Supplied material.
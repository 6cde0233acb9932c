use std::{
    cmp::Ordering,
    collections::{BTreeMap, HashMap},
    sync::Arc,
};

use axum::{
    extract::{Path, Query, State},
    http::StatusCode,
    routing::{get, post},
    Json, Router,
};
use serde::{Deserialize, Serialize};
use serde_json::{Map, Value};
use tokio::{net::TcpListener, sync::RwLock};
use tracing::debug;

/// A stored row: column name to value, always including a numeric `Id`.
pub type Record = Map<String, Value>;

/// Tables served by the backend and the columns each one requires.
pub const TABLES: &[(&str, &[&str])] = &[
    ("task", &["Name"]),
    ("client", &["Name", "email"]),
    ("app_invoice", &["Name", "projectId"]),
];

#[derive(Debug, Default)]
pub struct Table {
    next_id: u64,
    rows: BTreeMap<u64, Record>,
    required: &'static [&'static str],
}

impl Table {
    fn new(required: &'static [&'static str]) -> Self {
        Self {
            next_id: 1,
            rows: BTreeMap::new(),
            required,
        }
    }

    fn validate(&self, record: &Record) -> Vec<FieldError> {
        self.required
            .iter()
            .filter(|field| is_blank(record.get(**field)))
            .map(|field| FieldError {
                field_label: field.to_string(),
                message: "Field is required".to_string(),
            })
            .collect()
    }
}

fn is_blank(value: Option<&Value>) -> bool {
    match value {
        None | Some(Value::Null) => true,
        Some(Value::String(s)) => s.trim().is_empty(),
        Some(_) => false,
    }
}

#[derive(Debug)]
pub struct Store {
    tables: HashMap<String, Table>,
}

impl Default for Store {
    fn default() -> Self {
        Self {
            tables: TABLES
                .iter()
                .map(|&(name, required)| (name.to_string(), Table::new(required)))
                .collect(),
        }
    }
}

pub type Db = Arc<RwLock<Store>>;

#[derive(Clone, Debug, Default, Serialize, Deserialize)]
pub struct Envelope {
    pub success: bool,
    #[serde(skip_serializing_if = "Option::is_none")]
    pub message: Option<String>,
    #[serde(skip_serializing_if = "Option::is_none")]
    pub data: Option<Value>,
    #[serde(skip_serializing_if = "Option::is_none")]
    pub results: Option<Vec<RecordOutcome>>,
}

#[derive(Clone, Debug, Serialize, Deserialize)]
pub struct RecordOutcome {
    pub success: bool,
    #[serde(skip_serializing_if = "Option::is_none")]
    pub data: Option<Value>,
    #[serde(skip_serializing_if = "Option::is_none")]
    pub errors: Option<Vec<FieldError>>,
    #[serde(skip_serializing_if = "Option::is_none")]
    pub message: Option<String>,
}

impl RecordOutcome {
    fn stored(record: &Record) -> Self {
        Self {
            success: true,
            data: Some(Value::Object(record.clone())),
            errors: None,
            message: None,
        }
    }

    fn invalid(errors: Vec<FieldError>) -> Self {
        Self {
            success: false,
            data: None,
            errors: Some(errors),
            message: None,
        }
    }

    fn failed(message: &str) -> Self {
        Self {
            success: false,
            data: None,
            errors: None,
            message: Some(message.to_string()),
        }
    }

    fn deleted() -> Self {
        Self {
            success: true,
            data: None,
            errors: None,
            message: None,
        }
    }
}

#[derive(Clone, Debug, PartialEq, Eq, Serialize, Deserialize)]
pub struct FieldError {
    #[serde(rename = "fieldLabel")]
    pub field_label: String,
    pub message: String,
}

#[derive(Deserialize)]
pub struct FetchParams {
    #[serde(default)]
    pub fields: Vec<FieldRef>,
    #[serde(default, rename = "orderBy")]
    pub order_by: Vec<OrderBy>,
}

#[derive(Deserialize)]
pub struct FieldRef {
    pub field: FieldName,
}

#[derive(Deserialize)]
pub struct FieldName {
    #[serde(rename = "Name")]
    pub name: String,
}

#[derive(Deserialize)]
pub struct OrderBy {
    #[serde(rename = "fieldName")]
    pub field_name: String,
    #[serde(default, rename = "sorttype")]
    pub sort_type: SortType,
}

#[derive(Clone, Copy, Debug, Default, PartialEq, Eq, Deserialize)]
#[serde(rename_all = "UPPERCASE")]
pub enum SortType {
    #[default]
    Asc,
    Desc,
}

#[derive(Deserialize)]
pub struct RecordsPayload {
    pub records: Vec<Record>,
}

#[derive(Deserialize)]
pub struct GetQuery {
    pub fields: Option<String>,
}

#[derive(Deserialize)]
pub struct DeleteQuery {
    pub ids: String,
}

type Reply = (StatusCode, Json<Envelope>);

fn reply_error(status: StatusCode, message: String) -> Reply {
    (
        status,
        Json(Envelope {
            success: false,
            message: Some(message),
            ..Envelope::default()
        }),
    )
}

fn reply_data(data: Value) -> Reply {
    (
        StatusCode::OK,
        Json(Envelope {
            success: true,
            data: Some(data),
            ..Envelope::default()
        }),
    )
}

fn reply_results(results: Vec<RecordOutcome>) -> Reply {
    (
        StatusCode::OK,
        Json(Envelope {
            success: true,
            results: Some(results),
            ..Envelope::default()
        }),
    )
}

fn unknown_table(table: &str) -> Reply {
    reply_error(StatusCode::NOT_FOUND, format!("Table '{table}' not found"))
}

pub fn app() -> Router {
    let db: Db = Arc::new(RwLock::new(Store::default()));
    Router::new()
        .route(
            "/tables/{table}/records",
            post(create_records).put(update_records).delete(delete_records),
        )
        .route("/tables/{table}/records/query", post(fetch_records))
        .route("/tables/{table}/records/{id}", get(get_record))
        .with_state(db)
}

pub async fn run(listener: TcpListener) -> Result<(), std::io::Error> {
    axum::serve(listener, app()).await
}

/// Keep `Id` plus the requested columns; missing columns come back as null.
/// An empty field list keeps every column.
pub fn project(record: &Record, fields: &[&str]) -> Record {
    if fields.is_empty() {
        return record.clone();
    }
    let mut projected = Record::new();
    if let Some(id) = record.get("Id") {
        projected.insert("Id".to_string(), id.clone());
    }
    for field in fields {
        let value = record.get(*field).cloned().unwrap_or(Value::Null);
        projected.insert(field.to_string(), value);
    }
    projected
}

/// Total order over column values: null, then booleans, numbers, strings,
/// and anything else.
pub fn compare_values(a: Option<&Value>, b: Option<&Value>) -> Ordering {
    fn rank(value: Option<&Value>) -> u8 {
        match value {
            None | Some(Value::Null) => 0,
            Some(Value::Bool(_)) => 1,
            Some(Value::Number(_)) => 2,
            Some(Value::String(_)) => 3,
            Some(_) => 4,
        }
    }
    match (a, b) {
        (Some(Value::Bool(x)), Some(Value::Bool(y))) => x.cmp(y),
        (Some(Value::Number(x)), Some(Value::Number(y))) => {
            x.as_f64().partial_cmp(&y.as_f64()).unwrap_or(Ordering::Equal)
        }
        (Some(Value::String(x)), Some(Value::String(y))) => x.cmp(y),
        _ => rank(a).cmp(&rank(b)),
    }
}

/// Apply orderings as a stable multi-key sort, first entry most significant.
pub fn sort_records(rows: &mut [&Record], order_by: &[OrderBy]) {
    for order in order_by.iter().rev() {
        rows.sort_by(|a, b| {
            let ordering = compare_values(a.get(&order.field_name), b.get(&order.field_name));
            match order.sort_type {
                SortType::Asc => ordering,
                SortType::Desc => ordering.reverse(),
            }
        });
    }
}

async fn fetch_records(
    State(db): State<Db>,
    Path(table): Path<String>,
    Json(params): Json<FetchParams>,
) -> Reply {
    let store = db.read().await;
    let Some(rows) = store.tables.get(&table).map(|t| &t.rows) else {
        return unknown_table(&table);
    };
    let fields: Vec<&str> = params.fields.iter().map(|f| f.field.name.as_str()).collect();
    let mut matched: Vec<&Record> = rows.values().collect();
    sort_records(&mut matched, &params.order_by);
    let data = matched
        .into_iter()
        .map(|record| Value::Object(project(record, &fields)))
        .collect();
    reply_data(Value::Array(data))
}

async fn get_record(
    State(db): State<Db>,
    Path((table, id)): Path<(String, u64)>,
    Query(query): Query<GetQuery>,
) -> Reply {
    let store = db.read().await;
    let Some(t) = store.tables.get(&table) else {
        return unknown_table(&table);
    };
    let Some(record) = t.rows.get(&id) else {
        return reply_error(StatusCode::NOT_FOUND, "Record not found".to_string());
    };
    let fields: Vec<&str> = query
        .fields
        .as_deref()
        .map(|f| f.split(',').filter(|name| !name.is_empty()).collect())
        .unwrap_or_default();
    reply_data(Value::Object(project(record, &fields)))
}

async fn create_records(
    State(db): State<Db>,
    Path(table): Path<String>,
    Json(payload): Json<RecordsPayload>,
) -> Reply {
    let mut store = db.write().await;
    let Some(t) = store.tables.get_mut(&table) else {
        return unknown_table(&table);
    };
    let results = payload
        .records
        .into_iter()
        .map(|mut record| {
            record.remove("Id");
            let errors = t.validate(&record);
            if !errors.is_empty() {
                return RecordOutcome::invalid(errors);
            }
            let id = t.next_id;
            t.next_id += 1;
            record.insert("Id".to_string(), Value::from(id));
            let outcome = RecordOutcome::stored(&record);
            t.rows.insert(id, record);
            outcome
        })
        .collect::<Vec<_>>();
    debug!(table = %table, submitted = results.len(), "create");
    reply_results(results)
}

async fn update_records(
    State(db): State<Db>,
    Path(table): Path<String>,
    Json(payload): Json<RecordsPayload>,
) -> Reply {
    let mut store = db.write().await;
    let Some(t) = store.tables.get_mut(&table) else {
        return unknown_table(&table);
    };
    let results = payload
        .records
        .into_iter()
        .map(|changes| {
            let Some(id) = changes.get("Id").and_then(Value::as_u64) else {
                return RecordOutcome::failed("Record Id is required");
            };
            let Some(existing) = t.rows.get(&id) else {
                return RecordOutcome::failed("Record not found");
            };
            let mut merged = existing.clone();
            merged.extend(changes);
            let errors = t.validate(&merged);
            if !errors.is_empty() {
                return RecordOutcome::invalid(errors);
            }
            let outcome = RecordOutcome::stored(&merged);
            t.rows.insert(id, merged);
            outcome
        })
        .collect::<Vec<_>>();
    debug!(table = %table, submitted = results.len(), "update");
    reply_results(results)
}

async fn delete_records(
    State(db): State<Db>,
    Path(table): Path<String>,
    Query(query): Query<DeleteQuery>,
) -> Reply {
    let ids: Result<Vec<u64>, _> = query
        .ids
        .split(',')
        .filter(|id| !id.is_empty())
        .map(str::parse)
        .collect();
    let Ok(ids) = ids else {
        return reply_error(StatusCode::BAD_REQUEST, format!("Invalid record ids '{}'", query.ids));
    };

    let mut store = db.write().await;
    let Some(t) = store.tables.get_mut(&table) else {
        return unknown_table(&table);
    };
    let results = ids
        .into_iter()
        .map(|id| match t.rows.remove(&id) {
            Some(_) => RecordOutcome::deleted(),
            None => RecordOutcome::failed("Record not found"),
        })
        .collect::<Vec<_>>();
    debug!(table = %table, submitted = results.len(), "delete");
    reply_results(results)
}

#[cfg(test)]
mod tests {
    use serde_json::json;

    use super::*;

    fn record(value: Value) -> Record {
        match value {
            Value::Object(map) => map,
            other => panic!("not an object: {other}"),
        }
    }

    #[test]
    fn envelope_omits_absent_parts() {
        let (_, Json(envelope)) = reply_data(json!([]));
        let json = serde_json::to_value(&envelope).unwrap();
        assert_eq!(json, json!({"success": true, "data": []}));
    }

    #[test]
    fn outcome_serializes_field_errors() {
        let outcome = RecordOutcome::invalid(vec![FieldError {
            field_label: "Name".to_string(),
            message: "Field is required".to_string(),
        }]);
        let json = serde_json::to_value(&outcome).unwrap();
        assert_eq!(
            json,
            json!({"success": false, "errors": [{"fieldLabel": "Name", "message": "Field is required"}]})
        );
    }

    #[test]
    fn validate_flags_missing_null_and_blank() {
        let table = Table::new(&["Name", "email"]);
        assert!(table.validate(&record(json!({"Name": "A", "email": "a@b"}))).is_empty());

        let errors = table.validate(&record(json!({"Name": "  ", "email": null})));
        let labels: Vec<_> = errors.iter().map(|e| e.field_label.as_str()).collect();
        assert_eq!(labels, ["Name", "email"]);

        assert_eq!(table.validate(&record(json!({"email": "a@b"}))).len(), 1);
    }

    #[test]
    fn project_keeps_id_and_nulls_missing() {
        let row = record(json!({"Id": 1, "Name": "A", "title": "T", "secret": 1}));
        let projected = project(&row, &["Name", "dueDate"]);
        assert_eq!(Value::Object(projected), json!({"Id": 1, "Name": "A", "dueDate": null}));
        assert_eq!(project(&row, &[]), row);
    }

    #[test]
    fn sort_records_multi_key() {
        let a = record(json!({"Id": 1, "status": "open", "dueDate": "2024-03-01"}));
        let b = record(json!({"Id": 2, "status": "done", "dueDate": "2024-01-01"}));
        let c = record(json!({"Id": 3, "status": "open", "dueDate": null}));
        let mut rows = vec![&a, &b, &c];
        let order = vec![
            OrderBy {
                field_name: "status".to_string(),
                sort_type: SortType::Desc,
            },
            OrderBy {
                field_name: "dueDate".to_string(),
                sort_type: SortType::Asc,
            },
        ];
        sort_records(&mut rows, &order);
        let ids: Vec<_> = rows.iter().map(|r| r["Id"].as_u64().unwrap()).collect();
        assert_eq!(ids, [3, 1, 2]);
    }

    #[test]
    fn compare_values_orders_numbers_numerically() {
        assert_eq!(compare_values(Some(&json!(9)), Some(&json!(10.5))), Ordering::Less);
        assert_eq!(compare_values(None, Some(&json!(0))), Ordering::Less);
        assert_eq!(compare_values(Some(&json!("b")), Some(&json!("a"))), Ordering::Greater);
    }

    #[test]
    fn fetch_params_default_sort_is_ascending() {
        let params: FetchParams =
            serde_json::from_str(r#"{"fields":[],"orderBy":[{"fieldName":"Name"}]}"#).unwrap();
        assert_eq!(params.order_by[0].sort_type, SortType::Asc);
    }
}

About this task. The expected output is one number, the tally of lines above containing "labels".

Answer for the task. 2